Ao longo deste texto – e espero, sobretudo, ao longo da vida de cada um – o que quero dizer quando falo da “nossa” espiritualidade cristã aparecerá melhor. O espírito é quem sabe. É ele quem ensina aqueles que quiserem entrar em sua escola gratuita e amorosa. De minha parte, sinto-me cada vez menos legitimado para dar lições de espiritualidade, porque a vida não se ensina. Ninguém pode substituir o Mestre, que é o Espírito de Deus, nem mesmo o discípulo, que é o espírito de cada um de nós.
Posso indicar onde tropecei, sim, e compartilhar alegrias e descobertas; porque também é verdade que, em Cristo, somos um só corpo e que o espírito que nos anima é um só (cf. 1 Cor 12,12, s).
Em nosso livro “Espiritualidade da libertação”, explicamos detalhadamente o que entendemos por Espírito/espírito/espiritualidade; os diferentes significados dessas palavras, a complementaridade com que a espiritualidade “natural” e “latino-americana” deve ser vivida, assim como a espiritualidade “cristã”, por uma pessoa simultaneamente humana, batizada e latino-americana. Para tanto, nosso livro está dividido em três grandes capítulos: I. O Espírito e a Espiritualidade; II. O Espírito libertador em nossa Pátria Grande; III. No espírito de Jesus Cristo libertador.
A esses três capítulos acrescentamos “as 7 características do novo povo”, conscientes de que “de novas mulheres e novos homens nasce o novo povo”:
- lucidez crítica;
- contemplação na caminhada;
- a liberdade dos pobres;
- solidariedade fraterna;
- a cruz e o conflito;
- a insurreição evangélica (a revolução de as Boas Novas);
- a tenaz esperança da Páscoa.
E apresentamos também as “constantes da espiritualidade da libertação”:
- profundidade pessoal;
- reinocentrismo;
- uma espiritualidade do cristão essencial e universal;
- a localização: na realidade, na história, no lugar, nos pobres, na política;
- a crítica;
- a práxis;
- a integralidade, sem dicotomias e sem reducionismos.
Com outras palavras, mais ou menos sinônimas, poderíamos também caracterizar a espiritualidade da libertação como:
- Cristológica, da prática de Jesus, em seu seguimento;
- situada, localizada, política, histórica; um “tropeçar no Deus dos pobres” (Leonardo Boff), encontrar Deus nas práticas mais cotidianas, mais sociais, mais comunitárias;
- na cruz da profecia e do conflito, assumida para a Páscoa;
- “entre livre e exigente” (G. Gutiérrez);
- ser contemplativa na libertação, decodificando o Reino ou o Anti-Reino na realidade, aqui e agora;
- enraizada em nossas culturas e história;
- herdeira comprometida com o sangue de mártir;
- profeticamente alternativa ao sistema de morte e exclusão;
- em uma co-responsabilidade eclesial, adulta, livre e serena;
- em espírito ecumênico e macroecumênico;
6. Hoje, aqui
Toda a América Latina, que faz parte do terceiro mundo, vive uma hora de globalização, de neoliberalismo, de pós-modernidade. Esta hora certamente tem muito “poder das trevas”, mas pode ter muito mais se acreditarmos no espírito, “caídos do Reino”.

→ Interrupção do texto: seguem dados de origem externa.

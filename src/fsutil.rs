//! File name derivation and filesystem helpers.

use std::fs::{self, File};
use std::io;
use std::path::{Path, PathBuf};

use crate::error::{Error, Result};

/// Longest path the naming helpers produce, in bytes.
pub const MAX_PATH_LEN: usize = 4096;

/// Suffix appended to backup file names.
pub const BACKUP_SUFFIX: &str = ".bak";

fn check_len(path: PathBuf, what: &'static str) -> Result<PathBuf> {
    if path.as_os_str().len() >= MAX_PATH_LEN {
        return Err(Error::NameTooLong { what });
    }
    Ok(path)
}

/// `name` with `.bak` appended.
pub fn backup_name(name: &Path) -> Result<PathBuf> {
    let mut backup = name.as_os_str().to_owned();
    backup.push(BACKUP_SUFFIX);
    check_len(PathBuf::from(backup), "backup file")
}

/// `name` with its extension replaced (or added) by `extension`, given
/// without the dot.
pub fn change_extension(name: &Path, extension: &str) -> Result<PathBuf> {
    check_len(name.with_extension(extension), "the output file")
}

/// `name`'s final component placed in `dir`.
pub fn change_directory(name: &Path, dir: &Path) -> Result<PathBuf> {
    let file_name = name.file_name().map_or_else(|| name.as_os_str(), |f| f);
    check_len(dir.join(file_name), "the output file")
}

/// Compare two file names, ignoring ASCII case where the platform does.
pub fn same_file_name(a: &Path, b: &Path) -> bool {
    if cfg!(any(windows, target_os = "macos")) {
        a.as_os_str().eq_ignore_ascii_case(b.as_os_str())
    } else {
        a == b
    }
}

/// Test a path against a set of mode characters.
///
/// `e`: exists; `f`: is a regular file; `r`, `w`, `x`: readable, writable,
/// executable. Unknown characters are ignored, and an empty test passes.
pub fn test_path(path: &Path, mode: &str) -> bool {
    if !mode.chars().any(|c| "efrwx".contains(c)) {
        return true;
    }
    let Ok(meta) = fs::metadata(path) else {
        return false;
    };
    if mode.contains('f') && !meta.is_file() {
        return false;
    }
    if mode.contains('r') && meta.is_file() && File::open(path).is_err() {
        return false;
    }
    if mode.contains('w') && meta.permissions().readonly() {
        return false;
    }
    if mode.contains('x') && !is_executable(&meta) {
        return false;
    }
    true
}

#[cfg(unix)]
fn is_executable(meta: &fs::Metadata) -> bool {
    use std::os::unix::fs::PermissionsExt;
    meta.permissions().mode() & 0o111 != 0
}

#[cfg(not(unix))]
fn is_executable(_meta: &fs::Metadata) -> bool {
    true
}

/// Create `dir` and its parents; an existing directory is fine.
pub fn make_dir(dir: &Path) -> io::Result<()> {
    fs::create_dir_all(dir)
}

/// Copy permissions and modification time from `src` to `dest`.
pub fn copy_attributes(dest: &Path, src: &Path) -> io::Result<()> {
    let meta = fs::metadata(src)?;
    let file = File::options().write(true).open(dest)?;
    file.set_modified(meta.modified()?)?;
    drop(file);
    fs::set_permissions(dest, meta.permissions())
}
//! Synthetic test image generation.
//!
//! Generates deterministic rows of packed samples. All functions produce
//! reproducible output suitable for regression testing.

#![allow(dead_code)]

use rand::{rngs::StdRng, Rng, SeedableRng};

/// Every row filled with the same bytes.
pub fn solid(width: u32, height: u32, pixel: &[u8]) -> Vec<Vec<u8>> {
    let row: Vec<u8> = pixel.iter().copied().cycle().take(width as usize * pixel.len()).collect();
    vec![row; height as usize]
}

/// RGB diagonal gradient; compresses well once filtered.
pub fn gradient_rgb(width: u32, height: u32) -> Vec<Vec<u8>> {
    (0..height)
        .map(|y| {
            (0..width)
                .flat_map(|x| {
                    let v = (x * 3 + y * 5) as u8;
                    [v, v.wrapping_add(40), v.wrapping_mul(2)]
                })
                .collect()
        })
        .collect()
}

/// 8-bit grayscale gradient.
pub fn gradient_gray(width: u32, height: u32) -> Vec<Vec<u8>> {
    (0..height)
        .map(|y| (0..width).map(|x| (x + 2 * y) as u8).collect())
        .collect()
}

/// Uniform random bytes from a fixed seed.
pub fn noise(row_bytes: usize, height: u32, seed: u64) -> Vec<Vec<u8>> {
    let mut rng = StdRng::seed_from_u64(seed);
    (0..height)
        .map(|_| (0..row_bytes).map(|_| rng.gen()).collect())
        .collect()
}

/// Palette indices cycling through `colors` entries, packed at 8 bits.
pub fn indexed(width: u32, height: u32, colors: u8) -> Vec<Vec<u8>> {
    (0..height)
        .map(|y| (0..width).map(|x| ((x + y) % u32::from(colors)) as u8).collect())
        .collect()
}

Há, sem dúvida, uma crise de estratégias libertadoras “clássicas”, uma confusão entre os militantes, um sentimento de “sem saída”, de depressão psicossocial. Para muitos discípulos e discípulas, nesta noite ao longo do caminho para a segurança, a sensação de baixa hora é a mesma dos discípulos de Emaús desanimados: “Nós esperávamos que …” (Lc 24:21). Acrescente, para maior desorientação, aquela avalanche de fundamentalismos, exotismos e esoterismos que convulsionam o mundo.
A globalização está se impondo como neoliberal, com um sistema único, com um mercado total, mercantilizante da vida humana, idólatra, com uma escatologia imediata em um estúpido “fim da história”, imoladora da maioria nas garras do progresso consumista, privatizadora da sociedade, sem alternativa socializadora possível.

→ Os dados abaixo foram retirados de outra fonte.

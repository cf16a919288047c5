//! pixopt CLI - lossless PNG optimizer
//!
//! Optimizes PNG files in place (or into `--out`/`--dir`), and converts PNM
//! images to PNG.

use std::path::PathBuf;

use clap::Parser;

use pixopt::report::Event;
use pixopt::{Optimizer, Options, ParamSet, ParamSpace, Reporter};

/// A lossless PNG optimizer.
///
/// Tries combinations of zlib and PNG filter parameters and keeps the
/// smallest result. Also imports PBM, PGM and PPM files.
#[derive(Parser, Debug)]
#[command(name = "pixopt")]
#[command(author, version, about, long_about = None)]
struct Args {
    /// Input files (PNG, PBM, PGM or PPM)
    #[arg(value_name = "FILES", required = true)]
    files: Vec<PathBuf>,

    /// Optimization level (0-7)
    #[arg(short = 'o', long = "optimization-level", value_name = "LEVEL")]
    level: Option<u8>,

    /// zlib compression levels, e.g. "1-9" or "9"
    #[arg(long, value_name = "SET")]
    zc: Option<ParamSet>,

    /// zlib memory levels, e.g. "8-9"
    #[arg(long, value_name = "SET")]
    zm: Option<ParamSet>,

    /// zlib strategies (0-3)
    #[arg(long, value_name = "SET")]
    zs: Option<ParamSet>,

    /// PNG delta filters (0-5, 5 = adaptive)
    #[arg(short = 'f', long = "filters", value_name = "SET")]
    filters: Option<ParamSet>,

    /// zlib window size (256, 512, 1k, ... 32k)
    #[arg(long, value_name = "SIZE", value_parser = parse_window_size)]
    zw: Option<u8>,

    /// PNG interlace type (0 = none, 1 = Adam7)
    #[arg(short = 'i', long, value_parser = clap::value_parser!(u8).range(0..=1))]
    interlace: Option<u8>,

    /// No bit depth reduction
    #[arg(long)]
    nb: bool,

    /// No color type reduction
    #[arg(long)]
    nc: bool,

    /// No palette reduction
    #[arg(long)]
    np: bool,

    /// No IDAT recompression (also disables all reductions)
    #[arg(long)]
    nz: bool,

    /// Fix recoverable errors (may lose data)
    #[arg(long)]
    fix: bool,

    /// Write a new output even if it is larger than the input
    #[arg(long)]
    force: bool,

    /// Run every trial to completion instead of pruning
    #[arg(long)]
    full: bool,

    /// Keep backups of modified files
    #[arg(long)]
    keep: bool,

    /// Preserve file attributes if possible
    #[arg(long)]
    preserve: bool,

    /// Show errors only
    #[arg(short, long, conflicts_with = "verbose")]
    quiet: bool,

    /// Report what would be done, without writing anything
    #[arg(long)]
    simulate: bool,

    /// Cut multi-image files down to their first image
    #[arg(long)]
    snip: bool,

    /// Output file (single input only)
    #[arg(long, value_name = "FILE", conflicts_with = "dir")]
    out: Option<PathBuf>,

    /// Output directory
    #[arg(long, value_name = "DIR")]
    dir: Option<PathBuf>,

    /// Show every trial
    #[arg(short, long)]
    verbose: bool,
}

impl Args {
    fn options(&self) -> Options {
        Options {
            optim_level: self.level,
            params: ParamSpace {
                levels: self.zc.unwrap_or(ParamSet::EMPTY),
                mem_levels: self.zm.unwrap_or(ParamSet::EMPTY),
                strategies: self.zs.unwrap_or(ParamSet::EMPTY),
                filters: self.filters.unwrap_or(ParamSet::EMPTY),
            },
            window_bits: self.zw.unwrap_or(0),
            interlace: self.interlace,
            no_bit_depth_reduction: self.nb,
            no_color_type_reduction: self.nc,
            no_palette_reduction: self.np,
            no_recompression: self.nz,
            fix: self.fix,
            force: self.force,
            full: self.full,
            keep: self.keep,
            preserve: self.preserve,
            simulate: self.simulate,
            snip: self.snip,
            out: self.out.clone(),
            dir: self.dir.clone(),
        }
    }
}

/// Window size in bytes (with an optional `k` suffix) to window bits.
fn parse_window_size(text: &str) -> Result<u8, String> {
    let text = text.trim();
    let (digits, scale) = match text.strip_suffix(['k', 'K']) {
        Some(digits) => (digits, 1024),
        None => (text, 1),
    };
    let size = digits
        .parse::<u32>()
        .ok()
        .and_then(|n| n.checked_mul(scale))
        .ok_or_else(|| format!("invalid window size: {text}"))?;
    if !size.is_power_of_two() || !(256..=32 * 1024).contains(&size) {
        return Err(format!("window size must be a power of two from 256 to 32k: {text}"));
    }
    Ok(size.trailing_zeros() as u8)
}

/// Prints events to stderr.
struct TextReporter {
    quiet: bool,
    verbose: bool,
}

impl Reporter for TextReporter {
    fn report(&mut self, event: &Event<'_>) {
        let show = match event {
            Event::Failed { .. } | Event::RecoveryFailed => true,
            _ if self.quiet => false,
            Event::TrialsStarted { .. } | Event::Trial { .. } => self.verbose,
            Event::Finished(summary) => summary.is_noteworthy(),
            _ => true,
        };
        if show {
            eprintln!("{event}");
        }
    }
}

fn main() {
    match run() {
        Ok(true) => {}
        Ok(false) => std::process::exit(1),
        Err(e) => {
            eprintln!("Error: {e}");
            std::process::exit(1);
        }
    }
}

/// Returns false if any file failed.
fn run() -> Result<bool, Box<dyn std::error::Error>> {
    let args = Args::parse();

    let filter = if args.quiet {
        "error"
    } else if args.verbose {
        "debug"
    } else {
        "info"
    };
    env_logger::Builder::from_env(env_logger::Env::default().default_filter_or(filter)).init();

    let reporter = TextReporter {
        quiet: args.quiet,
        verbose: args.verbose,
    };
    let mut optimizer = Optimizer::new(args.options(), reporter)?;
    let summary = optimizer.run(&args.files)?;
    Ok(!summary.has_failures())
}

A pós-modernidade nega o radicalismo espiritual, o compromisso, a utopia; substitui a ética pela estética, o utópico pelo fruitivo; ignora os pobres e negligencia a justiça; renuncia às “grandes histórias”; é narcisista: dizem até que fomos de Prometeu a Narciso. Tudo na vida deve ser light, de acordo com o momento e o instinto.
Eu mesmo tenho alertado, ao longo do tempo, diante de três grandes tentações que nos esperam nesta hora neoliberal da “noite escura dos pobres” e de seus aliados: a tentação de renunciar à memória e à história; a tentação de renunciar à cruz e à militância; a tentação de desistir da esperança e da utopia.
De nossa parte, acreditamos que a globalização legítima, a outra globalização, é a vontade do único Deus, o destino da família humana, que é uma, em uma casa na terra e no céu. Intercomunicação, intersolidariedade, autoridade plural na unidade humana, o concerto universal de todos os povos, respeitados igualmente, complementares entre si, todas as pessoas “iguais e diferentes” ao mesmo tempo, na macro-harmonia da criatura que Deus sonhou.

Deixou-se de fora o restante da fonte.